In this post we have characterized Dorfman's two stage group testing in a noisy setting where we assume both the tests at the first (group) stage and the second (individual) stage are susceptible to make errors.

We have seen that:

  1. We can characterize the expected number of tests in this setup as a function of the group-specificity and the group-sensitivity. As expected, the number of tests will increase with lower specificity, and decrease with lower sensitivity.
  2. We have also characterized the effect of dilution on these quantities in a simple model that allows us to model the impact in the group-ROC as the group size increases
  3. We have characterized the global performance of the two-stage procedure, in terms of the global-specificity and the global-sensitivity, which depend on the first and second stage thresholds. We have characterized this performance in a simple Gaussian model and suggested a strategy to pick the operating thresholds.

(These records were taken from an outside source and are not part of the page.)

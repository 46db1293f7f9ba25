//! Payload resolution tests
//!
//! Validation resolves every related value against the store but never
//! writes; these tests inspect the validated data it produces.

use reinhardt_nested::prelude::*;
use reinhardt_nested::testkit::fixtures::create_request;
use reinhardt_nested::testkit::init_test_logging;
use reinhardt_nested_integration_tests::*;
use rstest::*;

// ============================================================================
// Shape dispatch (to-one, identity field "code")
// ============================================================================

#[rstest]
#[tokio::test]
async fn test_bare_key_becomes_representation(create_request: Request) {
	init_test_logging();
	let store = shop_store();
	seed_customer(&store, json!(5), "Five");
	let orders = default_order_serializer();
	let ctx = context(&orders, &store, create_request);

	let validated = orders
		.validate(&ctx, None, &json!({"customer": 5}))
		.await
		.unwrap();

	assert_eq!(
		validated["customer"],
		json!({"id": 1, "code": 5, "name": "Five"})
	);
}

#[rstest]
#[tokio::test]
async fn test_identity_object_is_validated_against_row(create_request: Request) {
	let store = shop_store();
	seed_customer(&store, json!("X"), "Ann");
	let orders = default_order_serializer();
	let ctx = context(&orders, &store, create_request);

	let validated = orders
		.validate(&ctx, None, &json!({"customer": {"code": "X", "name": "Bob"}}))
		.await
		.unwrap();

	assert_eq!(validated["customer"], json!({"code": "X", "name": "Bob"}));
	// Nothing is written before persistence
	assert_eq!(store.get("Customer", &json!(1)).unwrap().get("name"), Some(&json!("Ann")));
}

#[rstest]
#[tokio::test]
async fn test_identity_object_inherits_required_fields_from_row(create_request: Request) {
	let store = shop_store();
	seed_customer(&store, json!("X"), "Ann");
	let orders = default_order_serializer();
	let ctx = context(&orders, &store, create_request);

	// `name` is required, but the bound row already holds one
	let validated = orders
		.validate(&ctx, None, &json!({"customer": {"code": "X"}}))
		.await
		.unwrap();

	assert_eq!(validated["customer"], json!({"code": "X"}));
}

#[rstest]
#[tokio::test]
async fn test_plain_object_is_validated_as_new_row(create_request: Request) {
	let store = shop_store();
	let orders = default_order_serializer();
	let ctx = context(&orders, &store, create_request);

	let validated = orders
		.validate(&ctx, None, &json!({"customer": {"name": "new"}}))
		.await
		.unwrap();

	assert_eq!(validated["customer"], json!({"name": "new"}));
	assert_eq!(store.count("Customer"), 0);
}

#[rstest]
#[tokio::test]
async fn test_null_to_one_is_dropped(create_request: Request) {
	let store = shop_store();
	let orders = default_order_serializer();
	let ctx = context(&orders, &store, create_request);

	let validated = orders
		.validate(&ctx, None, &json!({"note": "n", "customer": null}))
		.await
		.unwrap();

	assert!(!validated.contains_key("customer"));
	assert_eq!(validated["note"], json!("n"));
}

#[rstest]
#[case::list_for_to_one(json!({"customer": [1, 2]}), "customer")]
#[case::list_inside_to_many(json!({"items": [["A1"]]}), "items")]
#[case::scalar_for_to_many(json!({"items": "A1"}), "items")]
#[tokio::test]
async fn test_invalid_shapes(
	create_request: Request,
	#[case] payload: serde_json::Value,
	#[case] attr: &str,
) {
	let store = shop_store();
	let orders = default_order_serializer();
	let ctx = context(&orders, &store, create_request);

	let err = orders.validate(&ctx, None, &payload).await.unwrap_err();

	assert!(
		matches!(&err, SerializerError::InvalidShape { attr: a, .. } if a == attr),
		"unexpected error: {:?}",
		err
	);
}

// ============================================================================
// Lookups
// ============================================================================

#[rstest]
#[case::bare_key(json!({"customer": "C9"}))]
#[case::identity_object(json!({"customer": {"code": "C9", "name": "x"}}))]
#[tokio::test]
async fn test_unknown_identity_is_lookup_miss(
	create_request: Request,
	#[case] payload: serde_json::Value,
) {
	let store = shop_store();
	seed_customer(&store, json!("C1"), "Ann");
	let orders = default_order_serializer();
	let ctx = context(&orders, &store, create_request);

	let err = orders.validate(&ctx, None, &payload).await.unwrap_err();

	match err {
		SerializerError::LookupMiss { attr, field, .. } => {
			assert_eq!(attr, "customer");
			assert_eq!(field, "code");
		}
		other => panic!("expected LookupMiss, got {:?}", other),
	}
}

#[rstest]
#[tokio::test]
async fn test_first_match_wins(create_request: Request) {
	let store = shop_store();
	seed_item(&store, "DUP", "first", 1);
	seed_item(&store, "DUP", "second", 2);
	let orders = default_order_serializer();
	let ctx = context(&orders, &store, create_request);

	for _ in 0..3 {
		let validated = orders
			.validate(&ctx, None, &json!({"items": ["DUP", "DUP"]}))
			.await
			.unwrap();
		let items = validated["items"].as_array().unwrap();
		assert_eq!(items.len(), 2);
		assert!(items.iter().all(|item| item["id"] == json!(1)));
		assert!(items.iter().all(|item| item["name"] == json!("first")));
	}
}

#[rstest]
#[tokio::test]
async fn test_secondary_identity_matches_plain_object(create_request: Request) {
	let store = shop_store();
	seed_item(&store, "A1", "bolt", 5);
	let orders = order_serializer(
		PolicyDeclaration::new().identity_fields(["sku", "name"]),
		PolicyDeclaration::new().identity("code"),
	);
	let ctx = context(&orders, &store, create_request);

	let validated = orders
		.validate(&ctx, None, &json!({"items": [{"name": "bolt", "qty": 9}]}))
		.await
		.unwrap();

	assert_eq!(validated["items"], json!([{"name": "bolt", "qty": 9}]));
}

#[rstest]
#[tokio::test]
async fn test_missing_identity_field_is_configuration_error(create_request: Request) {
	let store = shop_store();
	seed_item(&store, "A1", "bolt", 5);
	let orders = order_serializer(
		PolicyDeclaration::new(),
		PolicyDeclaration::new().identity("code"),
	);
	let ctx = context(&orders, &store, create_request);

	let err = orders
		.validate(&ctx, None, &json!({"items": ["A1"]}))
		.await
		.unwrap_err();

	assert!(matches!(err, SerializerError::Configuration { ref attr, .. } if attr == "items"));
}

#[rstest]
#[tokio::test]
async fn test_plain_handler_resolves_by_primary_key(create_request: Request) {
	let store = shop_store();
	store.insert("Tag", json!({"label": "sale"}));
	store.insert("Tag", json!({"label": "clearance"}));
	let items = item_serializer();
	let ctx = context(&items, &store, create_request);

	let validated = items
		.validate(
			&ctx,
			None,
			&json!({"sku": "N1", "tags": [1, {"id": 2, "label": "renamed"}, {"label": "fresh"}]}),
		)
		.await
		.unwrap();

	assert_eq!(
		validated["tags"],
		json!([
			{"id": 1, "label": "sale"},
			{"id": 2, "label": "renamed"},
			{"label": "fresh"}
		])
	);
}

#[rstest]
#[tokio::test]
async fn test_plain_handler_unknown_primary_key(create_request: Request) {
	let store = shop_store();
	let items = item_serializer();
	let ctx = context(&items, &store, create_request);

	let err = items
		.validate(&ctx, None, &json!({"tags": [{"id": 7, "label": "x"}]}))
		.await
		.unwrap_err();

	assert!(matches!(
		err,
		SerializerError::LookupMiss { ref attr, ref field, .. } if attr == "tags" && field == "id"
	));
}

// ============================================================================
// Output hygiene
// ============================================================================

#[rstest]
#[tokio::test]
async fn test_nulls_are_pruned(create_request: Request) {
	let store = shop_store();
	let orders = default_order_serializer();
	let ctx = context(&orders, &store, create_request);

	let validated = orders
		.validate(
			&ctx,
			None,
			&json!({"note": null, "items": [{"name": "n", "qty": null}, null, {}]}),
		)
		.await
		.unwrap();

	let validated = serde_json::Value::Object(validated);
	assert!(!has_null(&validated));
	assert_eq!(validated, json!({"items": [{"name": "n"}]}));
}

fn has_null(value: &serde_json::Value) -> bool {
	match value {
		serde_json::Value::Null => true,
		serde_json::Value::Array(items) => items.iter().any(has_null),
		serde_json::Value::Object(map) => map.values().any(has_null),
		_ => false,
	}
}

#[rstest]
#[tokio::test]
async fn test_free_form_object_is_dropped(create_request: Request) {
	let store = shop_store();
	let orders = default_order_serializer();
	let ctx = context(&orders, &store, create_request);

	let validated = orders
		.validate(&ctx, None, &json!({"note": "n", "meta": {"source": "web"}}))
		.await
		.unwrap();

	assert!(!validated.contains_key("meta"));
}

#[rstest]
#[case::list(json!([1, 2]), "list")]
#[case::string(json!("order"), "str")]
#[tokio::test]
async fn test_non_object_payload(
	create_request: Request,
	#[case] payload: serde_json::Value,
	#[case] type_name: &str,
) {
	let store = shop_store();
	let orders = default_order_serializer();
	let ctx = context(&orders, &store, create_request);

	let err = orders.validate(&ctx, None, &payload).await.unwrap_err();

	let errors = err.field_errors().expect("field errors");
	let messages = errors.get("non_field_errors").expect("non-field errors");
	assert_eq!(
		messages[0],
		format!("Invalid data. Expected a dictionary, but got {}.", type_name)
	);
}

#[rstest]
#[tokio::test]
async fn test_nested_errors_keep_their_structure(create_request: Request) {
	let store = shop_store();
	let orders = default_order_serializer();
	let ctx = context(&orders, &store, create_request);

	let err = orders
		.validate(&ctx, None, &json!({"items": [{"name": "x", "qty": -1}]}))
		.await
		.unwrap_err();

	match err {
		SerializerError::NestedValidation { attr, errors } => {
			assert_eq!(attr, "items");
			assert!(errors.contains("qty"));
		}
		other => panic!("expected NestedValidation, got {:?}", other),
	}
}

#[rstest]
#[tokio::test]
async fn test_validation_never_writes(create_request: Request) {
	let store = shop_store();
	seed_item(&store, "A1", "bolt", 5);
	seed_customer(&store, json!("C1"), "Ann");
	let orders = default_order_serializer();
	let ctx = context(&orders, &store, create_request);

	orders
		.validate(
			&ctx,
			None,
			&json!({
				"customer": {"code": "C1", "name": "Bob"},
				"items": ["A1", {"sku": "A1", "qty": 3}, {"name": "gadget"}]
			}),
		)
		.await
		.unwrap();

	assert_eq!(store.counters().writes(), 0);
	assert_eq!(store.count("Item"), 1);
}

In a subsequent blog post we will investigate the second assumption underlying Dorfman's group testing: "The independence of the individuals within a group, as well as independence of the test's outcome across groups".

Acknowledgements

I would like to thank Aleix Ruiz Villa for reading a draft of this post and spotting a couple of errors, as well as Pere Puig for sharing a few references and fruitful email exchanges on the topic of group testing.